CHAPTER XIX

FOR MARINE TRANSPORTATION MEN

[Sidenote: Problems of the Near Future]

The immediate future of marine commerce cannot fail to be very greatly affected by changed conditions. No one believes that England, Germany, France, Russia, Austria, Japan and China will be able, before the middle of the century, to establish a stable adjustment of the international difficulties which surround them. No one knows what changes the Panama Canal may make in the movement of freights within the first ten years of its operation. No one knows to what industry the United States may next apply the methods by which the country has created the age of steel.

Coal and the steam engine may both, within a few years, be displaced as factors in marine transportation. Sweeping tariff changes in the United States, in Great Britain and in Germany may vitally affect the movement of freights. Transatlantic passenger traffic, not only a huge business in itself, but also important, so long as it is sea-borne, in its effects upon transatlantic freights, may become aerial instead of marine.

[Sidenote: Technical Subjects]

Confronted by the approach of a period so full of changes, the uttermost alertness of outlook is merely elementary prudence on the part of everyone engaged in the business of marine transportation; and the new Britannica reviews all the many fields of knowledge which are of importance in this connection.
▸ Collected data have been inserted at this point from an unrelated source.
//! Structured log contract: span names and event messages the coordinator emits.

use std::sync::{Arc, Mutex};
use std::time::Duration;

use feednav_core::{GestureEvent, NavConfig, ScrollPosition};
use feednav_runtime::{LoadError, NavMsg, ViewModeCoordinator, ViewerId};
use tracing::Subscriber;
use tracing_subscriber::Layer;
use tracing_subscriber::layer::{Context, SubscriberExt};
use web_time::Instant;

#[derive(Default)]
struct NavTraceState {
    spans: Vec<String>,
    messages: Vec<String>,
}

impl NavTraceState {
    fn saw(&self, message: &str) -> bool {
        self.messages.iter().any(|m| m == message)
    }
}

struct NavTraceCapture {
    state: Arc<Mutex<NavTraceState>>,
}

impl<S> Layer<S> for NavTraceCapture
where
    S: Subscriber + for<'lookup> tracing_subscriber::registry::LookupSpan<'lookup>,
{
    fn on_new_span(
        &self,
        attrs: &tracing::span::Attributes<'_>,
        _id: &tracing::Id,
        _ctx: Context<'_, S>,
    ) {
        self.state
            .lock()
            .expect("nav trace lock")
            .spans
            .push(attrs.metadata().name().to_string());
    }

    fn on_event(&self, event: &tracing::Event<'_>, _ctx: Context<'_, S>) {
        struct Msg {
            message: Option<String>,
        }
        impl tracing::field::Visit for Msg {
            fn record_str(&mut self, field: &tracing::field::Field, value: &str) {
                if field.name() == "message" {
                    self.message = Some(value.to_string());
                }
            }

            fn record_debug(&mut self, field: &tracing::field::Field, value: &dyn std::fmt::Debug) {
                if field.name() == "message" {
                    self.message = Some(format!("{value:?}").trim_matches('"').to_string());
                }
            }
        }
        let mut msg = Msg { message: None };
        event.record(&mut msg);
        if let Some(message) = msg.message {
            self.state.lock().expect("nav trace lock").messages.push(message);
        }
    }
}

fn capture() -> (Arc<Mutex<NavTraceState>>, tracing::subscriber::DefaultGuard) {
    let state = Arc::new(Mutex::new(NavTraceState::default()));
    let subscriber = tracing_subscriber::registry().with(NavTraceCapture {
        state: Arc::clone(&state),
    });
    let guard = tracing::subscriber::set_default(subscriber);
    (state, guard)
}

fn coordinator(t: Instant) -> ViewModeCoordinator {
    let mut c = ViewModeCoordinator::new(NavConfig::default(), ViewerId::new("viewer"));
    c.update(
        GestureEvent::Scroll(ScrollPosition::top(800.0, 5000.0)).into(),
        t,
    );
    c
}

fn pull(c: &mut ViewModeCoordinator, dy: f64, t: Instant) {
    c.update(GestureEvent::down(1, 100.0, 100.0).into(), t);
    c.update(GestureEvent::moved(1, 100.0, 100.0 + dy / 2.0).into(), t);
    c.update(GestureEvent::moved(1, 100.0, 100.0 + dy).into(), t);
    c.update(GestureEvent::up(1, 100.0, 100.0 + dy).into(), t);
}

#[test]
fn mode_switch_emits_span_and_event() {
    let (state, _guard) = capture();
    let t = Instant::now();
    let mut c = coordinator(t);
    pull(&mut c, 260.0, t);

    let snapshot = state.lock().expect("nav trace lock");
    assert!(
        snapshot.spans.iter().any(|s| s == "feednav.update"),
        "expected feednav.update span"
    );
    assert!(snapshot.saw("feednav.mode_switch"), "expected feednav.mode_switch event");
}

#[test]
fn dropped_switch_and_stale_load_are_logged() {
    let (state, _guard) = capture();
    let t = Instant::now();
    let mut c = coordinator(t);
    pull(&mut c, 260.0, t);
    c.update(
        GestureEvent::Scroll(ScrollPosition::top(800.0, 2000.0)).into(),
        t,
    );
    pull(&mut c, 260.0, t + Duration::from_millis(50));
    c.update(
        NavMsg::RecallLoaded {
            ticket: feednav_runtime::LoadTicket(999),
            result: Err(LoadError::Timeout),
        },
        t,
    );

    let snapshot = state.lock().expect("nav trace lock");
    assert!(snapshot.saw("feednav.mode_switch_dropped"));
    assert!(snapshot.saw("feednav.load_stale"));
    assert!(!snapshot.saw("feednav.load_failed"));
}

#[test]
fn wheel_during_drag_is_logged_as_ignored() {
    let (state, _guard) = capture();
    let t = Instant::now();
    let mut c = coordinator(t);
    c.update(GestureEvent::down(1, 100.0, 100.0).into(), t);
    c.update(
        GestureEvent::Wheel {
            delta_x: 0.0,
            delta_y: -200.0,
        }
        .into(),
        t,
    );

    let snapshot = state.lock().expect("nav trace lock");
    assert!(snapshot.saw("feednav.input_ignored"));
    assert!(!snapshot.saw("feednav.mode_switch"));
}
It supplies technical information regarding the construction of ships, the management of shipping lines, marine engines of every kind, shipboard and waterside appliances for the handling of cargo, the development of harbours and the dredging and embankment of rivers, the building of docks, warehouses and dry docks, ship canals and canal locks, navigation, lighthouses, lightships, buoys, lanes of traffic, marine insurance, cold transport—every conceivable subject with which shipping men are concerned. Articles by contributors in twenty different countries, deal with all the world’s ports, industries, exports, imports and shipping. The financial and legal aspects of the business are exhaustively covered. Tariffs, legislation affecting marine transportation, and such questions of international policy as the command of the sea, the right of search, and the position of neutrals in wartime are discussed by the highest authorities.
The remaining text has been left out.